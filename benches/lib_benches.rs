#[macro_use]
extern crate criterion;

use criterion::{black_box, Criterion};

use textfmt::args;
use textfmt::dtoa::{to_fixed, to_shortest, Options, Style};

static INPUTS: [f64; 7] = [
    0.1,
    1.0,
    1234.56789,
    3.141592653589793,
    2.718281828459045e-12,
    1.7976931348623157e308,
    5e-324,
];

fn shortest(c: &mut Criterion) {
    let options = Options::default();
    c.bench_function("shortest", |b| {
        let mut buf = [0u8; 64];
        b.iter(|| {
            for &v in &INPUTS {
                let len = to_shortest(&mut buf, black_box(v), Style::General, &options).unwrap();
                black_box(&buf[..len]);
            }
        })
    });
}

fn fixed_six(c: &mut Criterion) {
    let options = Options::default();
    c.bench_function("fixed_six", |b| {
        let mut buf = [0u8; 2048];
        b.iter(|| {
            for &v in &INPUTS {
                let len = to_fixed(&mut buf, black_box(v), 6, &options).unwrap();
                black_box(&buf[..len]);
            }
        })
    });
}

fn brace_format(c: &mut Criterion) {
    c.bench_function("brace_format", |b| {
        b.iter(|| {
            let s = textfmt::format(
                "{}: {:>12.6f} ({:e})",
                &args![black_box("value"), black_box(1234.56789), black_box(1234.56789)],
            )
            .unwrap();
            black_box(s);
        })
    });
}

fn printf_format(c: &mut Criterion) {
    c.bench_function("printf_format", |b| {
        b.iter(|| {
            let s = textfmt::printf(
                "%s: %12.6f (%e)",
                &args![black_box("value"), black_box(1234.56789), black_box(1234.56789)],
            )
            .unwrap();
            black_box(s);
        })
    });
}

criterion_group!(benches, shortest, fixed_six, brace_format, printf_format);
criterion_main!(benches);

-*-

Task to complete:
Write out the data exactly as it stands.

Output of the exercise:
filename benches/lib_benches.rs
#[macro_use]
extern crate criterion;

use criterion::{black_box, Criterion};

use textfmt::args;
use textfmt::dtoa::{to_fixed, to_shortest, Options, Style};

static INPUTS: [f64; 7] = [
    0.1,
    1.0,
    1234.56789,
    3.141592653589793,
    2.718281828459045e-12,
    1.7976931348623157e308,
    5e-324,
];

fn shortest(c: &mut Criterion) {
    let options = Options::default();
    c.bench_function("shortest", |b| {
        let mut buf = [0u8; 64];
        b.iter(|| {
            for &v in &INPUTS {
                let len = to_shortest(&mut buf, black_box(v), Style::General, &options).unwrap();
                black_box(&buf[..len]);
            }
        })
    });
}

fn fixed_six(c: &mut Criterion) {
    let options = Options::default();
    c.bench_function("fixed_six", |b| {
        let mut buf = [0u8; 2048];
        b.iter(|| {
            for &v in &INPUTS {
                let len = to_fixed(&mut buf, black_box(v), 6, &options).unwrap();
                black_box(&buf[..len]);
            }
        })
    });
}

fn brace_format(c: &mut Criterion) {
    c.bench_function("brace_format", |b| {
        b.iter(|| {
            let s = textfmt::format(
                "{}: {:>12.6f} ({:e})",
                &args![black_box("value"), black_box(1234.56789), black_box(1234.56789)],
            )
            .unwrap();
            black_box(s);
        })
    });
}

fn printf_format(c: &mut Criterion) {
    c.bench_function("printf_format", |b| {
        b.iter(|| {
            let s = textfmt::printf(
                "%s: %12.6f (%e)",
                &args![black_box("value"), black_box(1234.56789), black_box(1234.56789)],
            )
            .unwrap();
            black_box(s);
        })
    });
}

criterion_group!(benches, shortest, fixed_six, brace_format, printf_format);
criterion_main!(benches);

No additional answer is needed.